There is an interesting human spectrum that tells you a great deal about people. I call it the generosity spectrum. But it also has a great deal to do with trust, confidence, kindness, and a sense of karma.
At one extreme, you have people who are so wide open that they put themselves at risk. These are the people who will not only pick up every hitchhiker they see, but will invite them to come crash on their couch for a couple of months. Need a shirt? Here’s the one off my back. Yeah, I know it’s snowing, but you said you needed a shirt.
At the other extreme, you get the bitter old men who will not let the neighborhood kids retrieve their balls from their yards. They see everyone as a threat, and guard their property jealously. They are definitely not people who will support you in times of crisis. In fact, they will resent that you even ask.
I don’t think either extreme is particularly healthy, to be honest, but I must admit that I try to surround myself with people toward the more generous end of the spectrum. The reason I do that is that I’ve noticed that those people who look at the world from a place of abundance tend to have more positive things happening in their lives. As unscientific as it is, abundance tends to breed abundance.
Sadly, I’ve had quite a few encounters with the opposite extreme of late.
I’m working on an anthology that will include several of my blog entries on the subject of, ironically, gratitude. Being my first book, this is an extremely low budget operation. I saw some artwork that I would have loved to have used on the front cover, and I approached the artist. I told him that I thought his work was amazing, told him what I had in mind, and asked if he’d allow me to use a print of his painting, give him due credit and increased exposure, and give him a percentage of the profits should any arise. He responded that he was sick and tired of people trying to steal his work. Message received.

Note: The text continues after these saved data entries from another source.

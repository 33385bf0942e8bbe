//! Textual checks a candidate seed must pass before it is shown to the
//! compiler.
//!
//! These are substring heuristics over raw text, not a C parser. Braces and
//! keywords inside comments, strings or longer identifiers count the same as
//! real ones.

use std::fmt;

use serde::{Deserialize, Serialize};

/// Why a candidate was dropped from the corpus.
#[derive(Debug, Clone, PartialEq, Eq)]
pub enum Rejection {
    TooShort { length: usize },
    ShallowNesting,
    StrayBreak { offset: usize },
    StrayContinue { offset: usize },
    CompileFailed,
    CompileTimedOut,
    NotUtf8,
}

impl fmt::Display for Rejection {
    fn fmt(&self, f: &mut fmt::Formatter<'_>) -> fmt::Result {
        match self {
            Rejection::TooShort { length } => write!(f, "too short ({length} chars)"),
            Rejection::ShallowNesting => f.write_str("not enough nested braces"),
            Rejection::StrayBreak { offset } => write!(f, "`break` outside a loop at {offset}"),
            Rejection::StrayContinue { offset } => {
                write!(f, "`continue` outside a loop at {offset}")
            }
            Rejection::CompileFailed => f.write_str("does not compile"),
            Rejection::CompileTimedOut => f.write_str("compiler timed out"),
            Rejection::NotUtf8 => f.write_str("not UTF-8 text"),
        }
    }
}

#[derive(Debug, Clone, PartialEq, Eq, Deserialize, Serialize)]
#[serde(default)]
pub struct Gates {
    /// Candidates of this many characters or fewer are rejected.
    pub min_length: usize,
    /// Opening braces that must be followed by as many closing ones.
    pub nesting_depth: usize,
    /// Smallest brace balance at which `break` is allowed.
    pub break_depth: i64,
    /// Smallest brace balance at which `continue` is allowed.
    pub continue_depth: i64,
}

impl Default for Gates {
    fn default() -> Self {
        Self {
            min_length: 200,
            nesting_depth: 3,
            break_depth: 5,
            continue_depth: 4,
        }
    }
}

impl Gates {
    /// Run the length, nesting and loop-scoping gates in order.
    pub fn check(&self, text: &str) -> Result<(), Rejection> {
        check_length(text, self.min_length)?;
        check_nesting(text, self.nesting_depth)?;
        check_loop_scoping(text, self.break_depth, self.continue_depth)
    }
}

pub fn check_length(text: &str, min_length: usize) -> Result<(), Rejection> {
    let length = text.chars().count();
    if length <= min_length {
        return Err(Rejection::TooShort { length });
    }
    Ok(())
}

/// Passes if `depth` opening braces appear in order and are followed, further
/// right, by `depth` closing braces. Whether they actually pair up is not
/// checked.
pub fn check_nesting(text: &str, depth: usize) -> Result<(), Rejection> {
    if depth == 0 {
        return Ok(());
    }
    let mut opens = 0;
    let mut closes = 0;
    for c in text.chars() {
        if opens < depth {
            if c == '{' {
                opens += 1;
            }
        } else if c == '}' {
            closes += 1;
            if closes == depth {
                return Ok(());
            }
        }
    }
    Err(Rejection::ShallowNesting)
}

/// Every `break` needs a brace balance of at least `break_depth`, every
/// `continue` at least `continue_depth`, and both need `for` or `while`
/// somewhere before them.
pub fn check_loop_scoping(
    text: &str,
    break_depth: i64,
    continue_depth: i64,
) -> Result<(), Rejection> {
    let first_for = text.find("for").map(|p| p + "for".len());
    let first_while = text.find("while").map(|p| p + "while".len());
    let loop_before = |i: usize| {
        first_for.is_some_and(|end| end <= i) || first_while.is_some_and(|end| end <= i)
    };

    let bytes = text.as_bytes();
    let mut balance: i64 = 0;
    for (i, &b) in bytes.iter().enumerate() {
        let rest = &bytes[i..];
        match b {
            b'{' => balance += 1,
            b'}' => balance -= 1,
            _ if rest.starts_with(b"break") => {
                if balance < break_depth || !loop_before(i) {
                    return Err(Rejection::StrayBreak { offset: i });
                }
            }
            _ if rest.starts_with(b"continue") => {
                if balance < continue_depth || !loop_before(i) {
                    return Err(Rejection::StrayContinue { offset: i });
                }
            }
            _ => {}
        }
    }
    Ok(())
}

#[cfg(test)]
mod tests {
    use super::*;

    #[test]
    fn length_gate_boundary() {
        assert_eq!(
            check_length(&"x".repeat(200), 200),
            Err(Rejection::TooShort { length: 200 })
        );
        assert_eq!(check_length(&"x".repeat(201), 200), Ok(()));
    }

    #[test]
    fn length_counts_characters_not_bytes() {
        // 150 two-byte characters: 300 bytes but only 150 chars.
        assert!(check_length(&"é".repeat(150), 200).is_err());
    }

    #[test]
    fn nesting_needs_three_levels() {
        assert_eq!(check_nesting("a{b{c}d}e", 3), Err(Rejection::ShallowNesting));
        assert_eq!(check_nesting("a{b{c{d}e}f}g", 3), Ok(()));
        assert_eq!(check_nesting("{\n{\n{\n}\n}\n}", 3), Ok(()));
    }

    #[test]
    fn nesting_is_order_based_not_paired() {
        // Three sibling blocks followed by closers further right still pass.
        assert_eq!(check_nesting("{}{}{ } } }", 3), Ok(()));
        // Closers before the third opener do not count.
        assert_eq!(check_nesting("{}}}{{", 3), Err(Rejection::ShallowNesting));
    }

    #[test]
    fn break_inside_deep_loop_passes() {
        assert_eq!(check_loop_scoping("for(;;){{{{{break;}}}}}", 5, 4), Ok(()));
    }

    #[test]
    fn break_without_loop_fails() {
        assert_eq!(
            check_loop_scoping("{{break;}}", 5, 4),
            Err(Rejection::StrayBreak { offset: 2 })
        );
        // Deep enough but no loop keyword before it.
        assert!(check_loop_scoping("{{{{{break;}}}}} for", 5, 4).is_err());
    }

    #[test]
    fn break_too_shallow_fails_even_in_loop() {
        assert!(check_loop_scoping("while(1){{{break;}}}", 5, 4).is_err());
    }

    #[test]
    fn continue_needs_balance_four() {
        assert_eq!(check_loop_scoping("while(1){{{{continue;}}}}", 5, 4), Ok(()));
        assert_eq!(
            check_loop_scoping("while(1){{{continue;}}}", 5, 4),
            Err(Rejection::StrayContinue { offset: 11 })
        );
    }

    #[test]
    fn continue_without_loop_fails() {
        assert_eq!(
            check_loop_scoping("{{{{continue;}}}}", 5, 4),
            Err(Rejection::StrayContinue { offset: 4 })
        );
    }

    #[test]
    fn keywords_inside_identifiers_count() {
        // `breakfast` trips the scan the same way `break` does.
        assert!(check_loop_scoping("{int breakfast;}", 5, 4).is_err());
        // A `for` inside `format` satisfies the loop precondition.
        assert_eq!(check_loop_scoping("format{{{{{break;}}}}}", 5, 4), Ok(()));
    }

    #[test]
    fn gates_run_in_order() {
        let gates = Gates::default();
        assert_eq!(
            gates.check("{{{}}}"),
            Err(Rejection::TooShort { length: 6 })
        );
        let flat = "x".repeat(300);
        assert_eq!(gates.check(&flat), Err(Rejection::ShallowNesting));
        let stray = format!("{}{{{{{{break;}}}}}}", "x".repeat(300));
        assert!(matches!(gates.check(&stray), Err(Rejection::StrayBreak { .. })));
    }
}
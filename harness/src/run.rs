use anyhow::{anyhow, Result};

use std::ffi::OsString;
use std::io;
use std::time::Duration;
use subprocess::{Popen, PopenConfig, Redirection};

/// Result of a program invocation.
#[derive(Debug)]
pub struct RunResult {
    /// Captured stdout.
    pub output: String,
    /// Captured stderr.
    pub errors: String,
    /// `true` if the program exited with status 0.
    pub success: bool,
    /// `true` if the program finished before the time limit.
    pub termination: bool,
}

/// Run `argv` for a bounded number of seconds.
///
/// # Arguments
/// - `argv`: program followed by its arguments
/// - `input`: text fed to stdin, if any
/// - `timeout`: seconds before the process is killed
///
/// # Returns
/// The captured streams and whether the program terminated and succeeded. A
/// killed process reports `termination: false` and `success: false`. Failing
/// to start the program at all is an error.
pub fn run(argv: &[OsString], input: Option<&str>, timeout: u64) -> Result<RunResult> {
    if argv.is_empty() {
        return Err(anyhow!("Cannot run an empty command line."));
    }
    let limit = Duration::from_secs(timeout);

    let mut p = Popen::create(
        argv,
        PopenConfig {
            stdin: if input.is_some() {
                Redirection::Pipe
            } else {
                Redirection::None
            },
            stdout: Redirection::Pipe,
            stderr: Redirection::Pipe,
            ..Default::default()
        },
    )?;

    // Obtain the output from the standard streams.
    let mut communicator = p
        .communicate_start(input.map(|s| s.as_bytes().to_vec()))
        .limit_time(limit);
    let (stdout, stderr, timed_out) = match communicator.read() {
        Ok((out, err)) => (out, err, false),
        Err(err) if err.error.kind() == io::ErrorKind::TimedOut => {
            (err.capture.0, err.capture.1, true)
        }
        Err(err) => return Err(err.error.into()),
    };

    let status = if timed_out {
        None
    } else {
        p.wait_timeout(limit)?
    };
    let (termination, success) = match status {
        Some(exit_status) => (true, exit_status.success()),
        None => {
            p.kill()?;
            p.wait()?;
            (false, false)
        }
    };

    let decode = |bytes: Option<Vec<u8>>| {
        bytes
            .map(|b| String::from_utf8_lossy(&b).into_owned())
            .unwrap_or_default()
    };
    Ok(RunResult {
        output: decode(stdout),
        errors: decode(stderr),
        success,
        termination,
    })
}

#[cfg(test)]
mod tests {
    use super::*;

    fn argv(parts: &[&str]) -> Vec<OsString> {
        parts.iter().map(OsString::from).collect()
    }

    #[test]
    fn empty_command_is_an_error() {
        assert!(run(&[], None, 1).is_err());
    }

    #[test]
    fn missing_program_is_an_error() {
        assert!(run(&argv(&["cseed-definitely-not-installed"]), None, 1).is_err());
    }

    #[test]
    fn stdin_round_trips_through_cat() {
        let result = run(&argv(&["cat"]), Some("int x;\n"), 5).unwrap();
        assert!(result.termination);
        assert!(result.success);
        assert_eq!(result.output, "int x;\n");
    }

    #[test]
    fn slow_program_is_killed() {
        let result = run(&argv(&["sleep", "10"]), None, 1).unwrap();
        assert!(!result.termination);
        assert!(!result.success);
    }
}
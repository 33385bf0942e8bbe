use crate::session::Session;
use crate::tree::{Block, Declarator, Expr, Function, Place, Stmt};

/// Accumulates C text, tracking the current block depth.
pub struct Emitter {
    indent: usize,
    output: String,
}

impl Emitter {
    pub fn new() -> Self {
        Self {
            indent: 0,
            output: String::new(),
        }
    }

    pub fn emit_inline(&mut self, s: &str) {
        self.output.push_str(s);
    }

    /// Start a new line at the current depth and write `s` on it.
    pub fn emit_block(&mut self, s: &str) {
        if !self.output.is_empty() {
            self.output.push('\n');
        }
        for _ in 0..self.indent {
            self.output.push_str("  ");
        }
        self.output.push_str(s);
    }

    pub fn enter_block(&mut self) {
        self.indent += 1
    }

    pub fn exit_block(&mut self) {
        self.indent -= 1
    }

    pub fn emit(self) -> String {
        self.output
    }
}

impl Default for Emitter {
    fn default() -> Self {
        Self::new()
    }
}

pub trait Emit {
    fn emit_into(&self, e: &mut Emitter, s: &Session);

    fn emit(&self, s: &Session) -> String {
        let mut e = Emitter::new();
        self.emit_into(&mut e, s);
        e.emit()
    }
}

impl Emit for Expr {
    fn emit_into(&self, e: &mut Emitter, s: &Session) {
        match self {
            Expr::Place(p) => p.emit_into(e, s),
            Expr::Int(i) => e.emit_inline(&i.to_string()),
            Expr::Literal(l) => e.emit_inline(l),
            Expr::Binary { lhs, op, rhs } => {
                e.emit_inline("(");
                lhs.emit_into(e, s);
                e.emit_inline(" ");
                e.emit_inline(s.name(op.sign));
                e.emit_inline(" ");
                rhs.emit_into(e, s);
                e.emit_inline(")");
            }
            Expr::Call(call) => {
                e.emit_inline(s.name(s.function(call.callee()).name));
                e.emit_inline("(");
                for (i, arg) in call.args().iter().enumerate() {
                    if i > 0 {
                        e.emit_inline(", ");
                    }
                    arg.emit_into(e, s);
                }
                e.emit_inline(")");
            }
        }
    }
}

impl Emit for Place {
    fn emit_into(&self, e: &mut Emitter, s: &Session) {
        match self {
            Place::Variable(v) => e.emit_inline(s.var_name(*v)),
            Place::Indexed { base, index } => {
                e.emit_inline(s.var_name(*base));
                e.emit_inline("[");
                index.emit_into(e, s);
                e.emit_inline("]");
            }
        }
    }
}

/// Assignments and declarations without the trailing `;`, as they appear in
/// a `for` header.
fn emit_simple(stmt: &Stmt, e: &mut Emitter, s: &Session) {
    match stmt {
        Stmt::Assign { to, op, value } => {
            to.emit_into(e, s);
            e.emit_inline(" ");
            if let Some(op) = op {
                e.emit_inline(s.name(op.sign));
            }
            e.emit_inline("= ");
            value.emit_into(e, s);
        }
        Stmt::Declaration {
            type_,
            declarator,
            init,
        } => {
            e.emit_inline(s.name(type_.name));
            e.emit_inline(" ");
            match declarator {
                Declarator::Scalar(v) => e.emit_inline(s.var_name(*v)),
                Declarator::Array(v) => {
                    e.emit_inline(s.var_name(*v));
                    e.emit_inline("[]");
                }
            }
            e.emit_inline(" = ");
            init.emit_into(e, s);
        }
        Stmt::Expr(expr) => expr.emit_into(e, s),
        Stmt::Raw(line) => e.emit_inline(line.trim_end_matches(';')),
        other => other.emit_into(e, s),
    }
}

fn emit_body(body: &Block, e: &mut Emitter, s: &Session) {
    body.emit_into(e, s);
    e.emit_block("}");
}

impl Emit for Stmt {
    fn emit_into(&self, e: &mut Emitter, s: &Session) {
        match self {
            Stmt::Assign { .. } | Stmt::Declaration { .. } | Stmt::Expr(_) => {
                e.emit_block("");
                emit_simple(self, e, s);
                e.emit_inline(";");
            }
            Stmt::Branch {
                condition,
                then,
                else_,
            } => {
                e.emit_block("if (");
                condition.emit_into(e, s);
                e.emit_inline(") {");
                then.emit_into(e, s);
                match else_ {
                    Some(else_) => {
                        e.emit_block("} else {");
                        emit_body(else_, e, s);
                    }
                    None => e.emit_block("}"),
                }
            }
            Stmt::For {
                init,
                condition,
                step,
                body,
            } => {
                e.emit_block("for (");
                emit_simple(init, e, s);
                e.emit_inline("; ");
                condition.emit_into(e, s);
                e.emit_inline("; ");
                emit_simple(step, e, s);
                e.emit_inline(") {");
                emit_body(body, e, s);
            }
            Stmt::While { condition, body } => {
                e.emit_block("while (");
                condition.emit_into(e, s);
                e.emit_inline(") {");
                emit_body(body, e, s);
            }
            Stmt::Return(expr) => {
                e.emit_block("return ");
                expr.emit_into(e, s);
                e.emit_inline(";");
            }
            Stmt::Raw(line) => e.emit_block(line),
        }
    }
}

impl Emit for Block {
    fn emit_into(&self, e: &mut Emitter, s: &Session) {
        e.enter_block();
        for stmt in &self.body {
            stmt.emit_into(e, s);
        }
        e.exit_block();
    }
}

fn emit_signature(f: &Function, e: &mut Emitter, s: &Session) {
    e.emit_block(s.name(f.return_type.name));
    e.emit_inline(" ");
    e.emit_inline(s.name(f.name));
    e.emit_inline("(");
    for (i, p) in f.params.iter().enumerate() {
        if i > 0 {
            e.emit_inline(", ");
        }
        let v = s.variable(*p);
        e.emit_inline(s.name(v.type_.name));
        e.emit_inline(" ");
        e.emit_inline(s.name(v.name));
    }
    e.emit_inline(")");
}

impl Emit for Function {
    fn emit_into(&self, e: &mut Emitter, s: &Session) {
        emit_signature(self, e, s);
        e.emit_inline(" {");
        if let Some(body) = &self.body {
            body.emit_into(e, s);
        }
        e.emit_block("}");
    }
}

/// Forward declaration of a function: its signature followed by `;`.
pub struct Prototype<'a>(pub &'a Function);

impl Emit for Prototype<'_> {
    fn emit_into(&self, e: &mut Emitter, s: &Session) {
        emit_signature(self.0, e, s);
        e.emit_inline(";");
    }
}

I also saw an amazing film at the Seattle International Film Festival and had the opportunity to talk to the director afterwards. I then wrote a very positive review for this blog, encouraging everyone to go see it, and sent the director the link, thinking he’d be flattered. Instead he told me to take the review down, saying he didn’t give me permission to use his words, and that it had been a private conversation. (Mind you, this took place in a crowded room, with a total stranger, at a film festival where he was present to promote his work.) Um… yeah. That was the first time I’d ever had to take down a blog entry.
But perhaps the most painful encounters I’ve had with people more toward the “lack” end of the generosity spectrum have come from friends and family. I wasn’t expecting this at all. It has caused me to reevaluate the way I view some of them.
Recently tragedy struck my family. I’m extremely close to my niece and nephew, especially now that my sister has passed away. So when my niece needed help, I naturally stepped up.
Her husband broke his neck. He was the sole breadwinner of the family, and they have three children, ages 1, 3, and 6. Needless to say, this is bad. No family should have to choose between feeding their children and paying the rent, especially when they’re already dealing with the stress of extreme pain and slow recovery.
This catastrophe has consumed me for well over a week. I have averaged about 3 hours of sleep a day, and my whole world revolves around this situation. So I created a GoFundMe campaign to try to raise money to take some of the pressure off them. Then I asked friends and family to share the campaign on social media.
Mind you, I didn’t ask anyone to contribute money. Not everyone has the money to contribute. I totally get that. I live it. I simply asked them to spread the word. By doing so, they would be showing support at a time when I am feeling particularly helpless, and that is worth more to me than gold. They would also be giving their friends and family the chance to pay it forward if they have been through similar past tragedies and are in a position to do so, and that is a great opportunity for healing.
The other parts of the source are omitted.